Stored items:
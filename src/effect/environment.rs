//! The per-run environment descriptor.
//!
//! An [`Environment`] is shared by every node of one execution. It carries
//! the ambient typed context supplied by the caller and a one-way
//! cancellation flag. Cloning an environment clones a reference; all clones
//! observe the same cancellation state.
//!
//! Cancellation is cooperative: [`Environment::cancel`] only sets the flag.
//! The execution engine observes it at its next step, and asynchronous leaves
//! that want to stop early can await [`Environment::cancelled`].
//!
//! # Examples
//!
//! ```rust
//! use lambars_aff::effect::Environment;
//!
//! struct Settings {
//!     retries: usize,
//! }
//!
//! let environment = Environment::new(Settings { retries: 3 });
//! assert_eq!(environment.context().retries, 3);
//!
//! let shared = environment.clone();
//! shared.cancel();
//! assert!(environment.is_cancelled());
//! ```

use std::fmt;
use std::sync::Arc;
use std::sync::atomic::{AtomicBool, Ordering};
use std::time::Duration;

use tokio::sync::Notify;
use tokio::task::JoinHandle;

use super::runtime;

/// Shared per-run context: cancellation signal plus ambient context `Env`.
pub struct Environment<Env = ()> {
    shared: Arc<Shared<Env>>,
}

struct Shared<Env> {
    signal: CancellationSignal,
    context: Env,
}

/// One-way cancellation flag with wake-ups for waiting tasks.
struct CancellationSignal {
    cancelled: AtomicBool,
    waiters: Notify,
}

impl CancellationSignal {
    fn new() -> Self {
        Self {
            cancelled: AtomicBool::new(false),
            waiters: Notify::new(),
        }
    }

    fn is_set(&self) -> bool {
        self.cancelled.load(Ordering::Acquire)
    }

    /// Sets the flag. Returns `true` only for the call that flipped it.
    fn set(&self) -> bool {
        let first = !self.cancelled.swap(true, Ordering::AcqRel);
        if first {
            self.waiters.notify_waiters();
        }
        first
    }

    async fn wait(&self) {
        let notified = self.waiters.notified();
        tokio::pin!(notified);
        // Register before checking so a concurrent `set` cannot slip between.
        notified.as_mut().enable();
        if self.is_set() {
            return;
        }
        notified.await;
    }
}

impl<Env> Environment<Env> {
    /// Creates a fresh, non-cancelled environment around `context`.
    pub fn new(context: Env) -> Self {
        Self {
            shared: Arc::new(Shared {
                signal: CancellationSignal::new(),
                context,
            }),
        }
    }

    /// Returns the ambient context.
    #[inline]
    pub fn context(&self) -> &Env {
        &self.shared.context
    }

    /// Requests cancellation of every run using this environment.
    ///
    /// Idempotent; once set the flag is never cleared.
    pub fn cancel(&self) {
        if self.shared.signal.set() {
            tracing::trace!("environment cancelled");
        }
    }

    /// Returns `true` once [`cancel`](Self::cancel) has been called.
    #[inline]
    pub fn is_cancelled(&self) -> bool {
        self.shared.signal.is_set()
    }

    /// Completes when the environment is cancelled.
    ///
    /// Returns immediately if it already is.
    pub async fn cancelled(&self) {
        self.shared.signal.wait().await;
    }

    /// Returns `true` when both values refer to the same environment.
    #[inline]
    pub fn ptr_eq(&self, other: &Self) -> bool {
        Arc::ptr_eq(&self.shared, &other.shared)
    }
}

impl<Env: Send + Sync + 'static> Environment<Env> {
    /// Cancels this environment once `deadline` has elapsed.
    ///
    /// The timer runs on the current tokio runtime, or on the shared runtime
    /// when called outside of one. Aborting the returned handle disarms it.
    ///
    /// # Examples
    ///
    /// ```rust
    /// use std::time::Duration;
    /// use lambars_aff::effect::Environment;
    ///
    /// # lambars_aff::effect::runtime::run_blocking(async {
    /// let environment: Environment = Environment::default();
    /// environment.cancel_after(Duration::from_millis(5));
    /// environment.cancelled().await;
    /// assert!(environment.is_cancelled());
    /// # });
    /// ```
    pub fn cancel_after(&self, deadline: Duration) -> JoinHandle<()> {
        let environment = self.clone();
        runtime::handle().spawn(async move {
            tokio::time::sleep(deadline).await;
            tracing::trace!(?deadline, "deadline reached");
            environment.cancel();
        })
    }
}

impl<Env> Clone for Environment<Env> {
    fn clone(&self) -> Self {
        Self {
            shared: Arc::clone(&self.shared),
        }
    }
}

impl<Env: Default> Default for Environment<Env> {
    fn default() -> Self {
        Self::new(Env::default())
    }
}

impl<Env: fmt::Debug> fmt::Debug for Environment<Env> {
    fn fmt(&self, formatter: &mut fmt::Formatter<'_>) -> fmt::Result {
        formatter
            .debug_struct("Environment")
            .field("cancelled", &self.is_cancelled())
            .field("context", self.context())
            .finish()
    }
}

static_assertions::assert_impl_all!(Environment<()>: Send, Sync, Clone);
#![allow(deprecated)]
use assert_cmd::Command;
use predicates::prelude::*;
use serde_json::Value;
use tempfile::TempDir;

fn phaselane(dir: &TempDir) -> Command {
    let mut cmd = Command::cargo_bin("phaselane").unwrap();
    cmd.current_dir(dir.path())
        .env("PHASELANE_ROOT", dir.path())
        .env_remove("PHASELANE_SMOKE_TEST")
        .env_remove("PHASELANE_ALLOWED_OPERATIONS");
    cmd
}

fn init_project(dir: &TempDir) {
    phaselane(dir).arg("init").assert().success();
}

fn responses(stdout: &[u8]) -> Vec<Value> {
    String::from_utf8_lossy(stdout)
        .lines()
        .map(|l| serde_json::from_str(l).unwrap())
        .collect()
}

fn by_id(responses: &[Value], id: i64) -> &Value {
    responses
        .iter()
        .find(|r| r["id"] == id)
        .unwrap_or_else(|| panic!("no response with id {id}"))
}

// ---------------------------------------------------------------------------
// phaselane init
// ---------------------------------------------------------------------------

#[test]
fn init_creates_project_files() {
    let dir = TempDir::new().unwrap();
    phaselane(&dir)
        .arg("init")
        .assert()
        .success()
        .stdout(predicate::str::contains("created: .phaselane/config.yaml"));

    assert!(dir.path().join(".phaselane").is_dir());
    assert!(dir.path().join(".phaselane/config.yaml").exists());
    assert!(dir.path().join(".phaselane/state.yaml").exists());
}

#[test]
fn init_is_idempotent() {
    let dir = TempDir::new().unwrap();
    init_project(&dir);
    phaselane(&dir)
        .arg("init")
        .assert()
        .success()
        .stdout(predicate::str::contains("exists:  .phaselane/state.yaml"));
}

// ---------------------------------------------------------------------------
// phaselane checkpoints
// ---------------------------------------------------------------------------

#[test]
fn checkpoints_lists_public_registry() {
    let dir = TempDir::new().unwrap();
    phaselane(&dir)
        .arg("checkpoints")
        .assert()
        .success()
        .stdout(predicate::str::contains("pm_plan_review"))
        .stdout(predicate::str::contains("architecture_design_review"))
        .stdout(predicate::str::contains("story_scope_review"))
        .stdout(predicate::str::contains("story_context_validation").not());
}

#[test]
fn checkpoints_json_is_parseable() {
    let dir = TempDir::new().unwrap();
    let output = phaselane(&dir)
        .args(["checkpoints", "--json"])
        .output()
        .unwrap();
    assert!(output.status.success());
    let parsed: Value = serde_json::from_slice(&output.stdout).unwrap();
    assert_eq!(parsed.as_array().unwrap().len(), 3);
}

// ---------------------------------------------------------------------------
// smoke test
// ---------------------------------------------------------------------------

#[test]
fn smoke_test_flag_runs_cycle_and_exits() {
    let dir = TempDir::new().unwrap();
    let output = phaselane(&dir).arg("--smoke-test").output().unwrap();
    assert!(output.status.success());
    let report: Value = serde_json::from_slice(&output.stdout).unwrap();
    assert_eq!(report["ok"], true);
    assert!(!dir.path().join(".phaselane").exists());
}

#[test]
fn smoke_test_env_var_is_honored() {
    let dir = TempDir::new().unwrap();
    phaselane(&dir)
        .env("PHASELANE_SMOKE_TEST", "1")
        .assert()
        .success()
        .stdout(predicate::str::contains("\"ok\": true"));
}

// ---------------------------------------------------------------------------
// phaselane mcp
// ---------------------------------------------------------------------------

#[test]
fn mcp_serves_catalog_over_stdio() {
    let dir = TempDir::new().unwrap();
    init_project(&dir);
    let input = [
        r#"{"jsonrpc":"2.0","id":1,"method":"initialize","params":{}}"#,
        r#"{"jsonrpc":"2.0","method":"notifications/initialized"}"#,
        r#"{"jsonrpc":"2.0","id":2,"method":"tools/list"}"#,
        r#"{"jsonrpc":"2.0","id":3,"method":"tools/call","params":{"name":"get_project_context","arguments":{}}}"#,
        r#"{"jsonrpc":"2.0","id":4,"method":"tools/call","params":{"name":"does_not_exist","arguments":{}}}"#,
    ]
    .join("\n");

    let output = phaselane(&dir).arg("mcp").write_stdin(input).output().unwrap();
    assert!(output.status.success());

    let responses = responses(&output.stdout);
    assert_eq!(responses.len(), 4);
    assert_eq!(by_id(&responses, 1)["result"]["serverInfo"]["name"], "phaselane");
    assert_eq!(
        by_id(&responses, 2)["result"]["tools"].as_array().unwrap().len(),
        13
    );

    let context = &by_id(&responses, 3)["result"];
    assert!(context.get("isError").is_none());
    let body: Value = serde_json::from_str(context["content"][0]["text"].as_str().unwrap()).unwrap();
    assert_eq!(body["currentPhase"], "analyst");

    let unknown = &by_id(&responses, 4)["result"];
    assert_eq!(unknown["isError"], true);
}

#[test]
fn mcp_is_the_default_command() {
    let dir = TempDir::new().unwrap();
    init_project(&dir);
    let output = phaselane(&dir)
        .write_stdin(r#"{"jsonrpc":"2.0","id":9,"method":"ping"}"#)
        .output()
        .unwrap();
    assert!(output.status.success());
    let responses = responses(&output.stdout);
    assert_eq!(by_id(&responses, 9)["error"]["code"], -32601);
}

#[test]
fn denied_transition_is_an_error_envelope() {
    let dir = TempDir::new().unwrap();
    init_project(&dir);
    let input = r#"{"jsonrpc":"2.0","id":1,"method":"tools/call","params":{"name":"transition_phase","arguments":{"toPhase":"pm"}}}"#;

    let output = phaselane(&dir)
        .env("PHASELANE_ALLOWED_OPERATIONS", "record_decision")
        .arg("mcp")
        .write_stdin(input)
        .output()
        .unwrap();
    assert!(output.status.success());

    let responses = responses(&output.stdout);
    let result = &by_id(&responses, 1)["result"];
    assert_eq!(result["isError"], true);
    assert!(result["content"][0]["text"]
        .as_str()
        .unwrap()
        .contains("denied by policy"));
    let state = std::fs::read_to_string(dir.path().join(".phaselane/state.yaml")).unwrap();
    assert!(state.contains("phase: analyst"));
}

- **Problem requirements**:
Report each line in the data above that holds the word "field" by copying it.

- **Solution for this exercise**:
            .field("cancelled", &self.is_cancelled())
            .field("context", self.context())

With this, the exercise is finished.